Single and looking for love? We are wired for connections and having that special someone to spend our lives with.
Whether you have been single for a long time or have come out of a relationship recently, in order to attract the right kind of energy and a person, it is good to take some time to reflect on yourself and how you are in a relationship. Perhaps you have been in a toxic relationship in the past and are considering whether to take a step towards finding love again.
This is the third part of the of the Toxic relationships: Recognising, healing and moving on after a toxic relationship. The first part looked at the signs of a toxic relationship and the second part focused on healing after a difficult relationship. This post will hopefully inspire you to reflect on how you could prepare emotionally for a new relationship so that you don’t repeat unwanted behaviour patterns.
Why should you prepare for getting into a new relationship?
Us humans collect “emotional baggage” during various life experiences. Some of us have been hurt or neglected in early relationships with our parent(s), and these can have a detrimental impact on how you view relationships in general if you have had a difficult upbringing. You have formed different relationships with each of your parent regardless of whether or not they were present in your life when growing up. John Bolby’s original ideas on early relationships have been applied to adult relationships too. Heller and Levine (2012) wrote a book about attachment styles are relations.

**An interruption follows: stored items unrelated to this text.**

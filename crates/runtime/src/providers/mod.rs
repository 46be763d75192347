//! Decision makers for the two sides of the board: enemy strategies and the
//! player's selection orchestrator.

pub mod ai;
pub mod selection;

pub use ai::{DefendTileStrategy, EnemyStrategy, MeleeStrategy, RangedStrategy, StrategyRegistry};
pub use selection::SelectionOrchestrator;
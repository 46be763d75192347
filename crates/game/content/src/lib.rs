//! Data-driven floor content and loaders.
//!
//! This crate is the floor generation boundary of the tactical core:
//! - Floor layouts (bounds, walls, interactables, unit spawns) from RON
//! - Engine tuning (`TacticsConfig`) from TOML
//!
//! Loaded values are plain `tactics-core` types; nothing here touches a
//! running battlefield.

#[cfg(feature = "loaders")]
pub mod loaders;

#[cfg(feature = "loaders")]
pub use loaders::{ConfigLoader, ContentFactory, FloorLoader, LoadResult};
//! Node lattice and the search algorithms that run over it.
//!
//! - [`Grid`] owns one [`Node`] per integer coordinate in its bounds
//! - [`pathing`] implements the destination-rooted heuristic search
//! - [`reach`] implements the movement / attack flood fills
mod lattice;
mod node;
pub mod pathing;
mod reach;
mod types;

pub use lattice::Grid;
pub use node::Node;
pub use pathing::{PathError, PathQuery, PathSummary};
pub use types::{Direction, Faction, GridBounds, NodeId, NodeSet, Occupancy, Position, WorldPos};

If you had parents who were emotionally responsive to you as a child, who took care of your needs and provided emotional and physical safety, your view on relationships is quite relaxed. This called the secure attachment style or adaptation. In a relationship, it is easy for you to trust that the other people are there for you and arguments do not derail you or distress too much you.

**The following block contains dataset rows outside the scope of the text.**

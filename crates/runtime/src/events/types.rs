//! Event types for the turn and selection topics.
//!
//! Battle events are the core's own [`tactics_core::BattleEvent`] and need no
//! wrapper here.

use serde::{Deserialize, Serialize};
use tactics_core::{ActionHandle, BehaviorKind, FloorOutcome, PhaseChange, Position, UnitId};

/// Events related to turn management.
#[derive(Debug, Clone, PartialEq, Eq, Serialize, Deserialize)]
pub enum TurnEvent {
    /// A phase transition was committed.
    PhaseChanged(PhaseChange),

    /// The enemy sequencer snapshotted its roster.
    EnemyTurnStarted { enemies: usize },

    /// The sequencer handed control to one enemy.
    EnemyActing {
        unit: UnitId,
        behavior: BehaviorKind,
    },

    /// One faction has been wiped out.
    FloorDecided { outcome: FloorOutcome, round: u32 },
}

/// Results of feeding a selected cell to the orchestrator.
#[derive(Debug, Clone, PartialEq, Eq, Serialize, Deserialize)]
pub enum SelectionEvent {
    /// An ally was selected; its highlight overlays.
    Selected {
        unit: UnitId,
        move_tiles: Vec<Position>,
        attack_tiles: Vec<Position>,
    },

    Deselected,

    MoveOrdered {
        unit: UnitId,
        to: Position,
        /// Attack queued behind the move's completion signal.
        then_attack: Option<Position>,
    },

    AttackOrdered {
        unit: UnitId,
        target: Position,
        handle: ActionHandle,
    },

    InteractOrdered {
        unit: UnitId,
        target: Position,
        handle: ActionHandle,
    },

    /// Input arrived while the player could not act.
    Ignored { position: Position },
}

If your parents at times provided a secure haven for you and where present with you, but then at times found it difficult to look after your emotional needs. For example, you shared great holidays with your parents and on a day to day basis, your parent(s) were often too busy and emotionally unavailable to you. This is called the ambivalent attachment style or adaptation. As an adult, you may be anxious in relationships and worried that you are rejected or in some ways left behind. You may focus on looking after the needs of the other, so that you wouldn’t be neglected. You may easily interpret any sign as rejection. It is important for you to become aware of this and slow down, observe and wait to see if your observations are accurate. You may also be interested in reading “What will they think of me” 7 Tips for overcoming the pay of social anxiety.
Children of parents who are not emotionally available to their children (avoidant attachment style or adaptation) can become dismissive in relationships, because they have learnt that no matter what I do, others won’t hear me or come to me or help me. You may be very self-sufficient and it is hard for you to let people in your world. You long for a relationship, but it feels too emotionally risky. When you are in a relationship, you may feel trapped if the other person is asking you to show attention to them. If this rings a bell for you, you may be also interested in reading this post I recently wrote about “When being fiercely independent leaves you feeling alone and isolated”.

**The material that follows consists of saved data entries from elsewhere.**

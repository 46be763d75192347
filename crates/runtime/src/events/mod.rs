//! Topic-based event bus for runtime events.
//!
//! Events are published to specific topics, and consumers subscribe only to
//! the topics they need.

mod bus;
mod types;

pub use bus::{Event, EventBus, Topic};
pub use types::{SelectionEvent, TurnEvent};
use std::cmp::Reverse;

use tactics_core::{ActionHandle, Battlefield, Position, UnitId};

use super::EnemyStrategy;
use super::strategy::{approaches, hostile_in_reach, step_toward, strike};

/// Keeps its distance.
///
/// Same targeting as [`MeleeStrategy`](super::MeleeStrategy), but among the
/// reachable attack positions it prefers those farthest from the target, and
/// only then the cheapest path. With no long-range position reachable it
/// settles for a closer one.
#[derive(Clone, Copy, Debug, Default)]
pub struct RangedStrategy;

impl EnemyStrategy for RangedStrategy {
    fn name(&self) -> &'static str {
        "ranged"
    }

    fn find_tile_to_move_to(&self, battlefield: &mut Battlefield, unit: UnitId) -> Option<Position> {
        battlefield.refresh_tiles(unit);
        if hostile_in_reach(battlefield, battlefield.unit(unit)?).is_some() {
            return None;
        }

        let best = approaches(battlefield, unit)
            .into_iter()
            .min_by_key(|approach| (Reverse(approach.standoff), approach.cost))?;
        tracing::debug!(
            target: "runtime::ai",
            unit = %unit,
            target_unit = %best.target,
            standoff = best.standoff,
            "taking position"
        );
        step_toward(battlefield, unit, best.node)
    }

    fn attempt_action(&self, battlefield: &mut Battlefield, unit: UnitId) -> Option<ActionHandle> {
        battlefield.refresh_tiles(unit);
        let (_, target) = hostile_in_reach(battlefield, battlefield.unit(unit)?)?;
        strike(battlefield, unit, target)
    }
}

If you are often attracted to a person who is very independent and emotionally unable, Levine suggests that one should not confuse the anxiety you may feel in a relationship as excitement and dismiss secure attachment styles as boring.
The fourth attachment style is the rarest, but very relevant to toxic relationships, as many individuals who end up in toxic relationships come from difficult family dynamic backgrounds. If you grew up in an environment where you were scared a lot of the time and there were not many supportive adult figures to look after you, you may have developed a more disorganised attachment style or adaptation as a child. As an adult, you may be really frightened in a relationship ending up either clinging on to your partner or openly rejecting them. Your relationships may feel like they are exhausting and hard work most of the time.
The chances are that a relationship becomes toxic if both partners have grown in family environments where there was a lot of anxiety and fear due to, for example, abuse of any kind and these relationship models are replayed unconsciously in adult relationships.
When you prepare for a relationship, get to know who you really are and what kind of experiences have affected your views on relationships, it is more likely that you will attract someone who is compatible with you.
Reflection points for preparing to be in a new relationship:
1.Assess: How are you finding it being single?
- Not bothered either way?
- Stressed and worried that you will never be able to find someone who would accept you?
- Something in-between the two above?
- Scared that if you meet someone and you will repeat an old relationship pattern?
It is important to understand your “why” for having a relationship. If it is, for example, because you cannot bear the thought of being on your own; you feel unfilled as a person until you are in a relationship. Or you feel content with being who you are, but you would like a partner to share your life with.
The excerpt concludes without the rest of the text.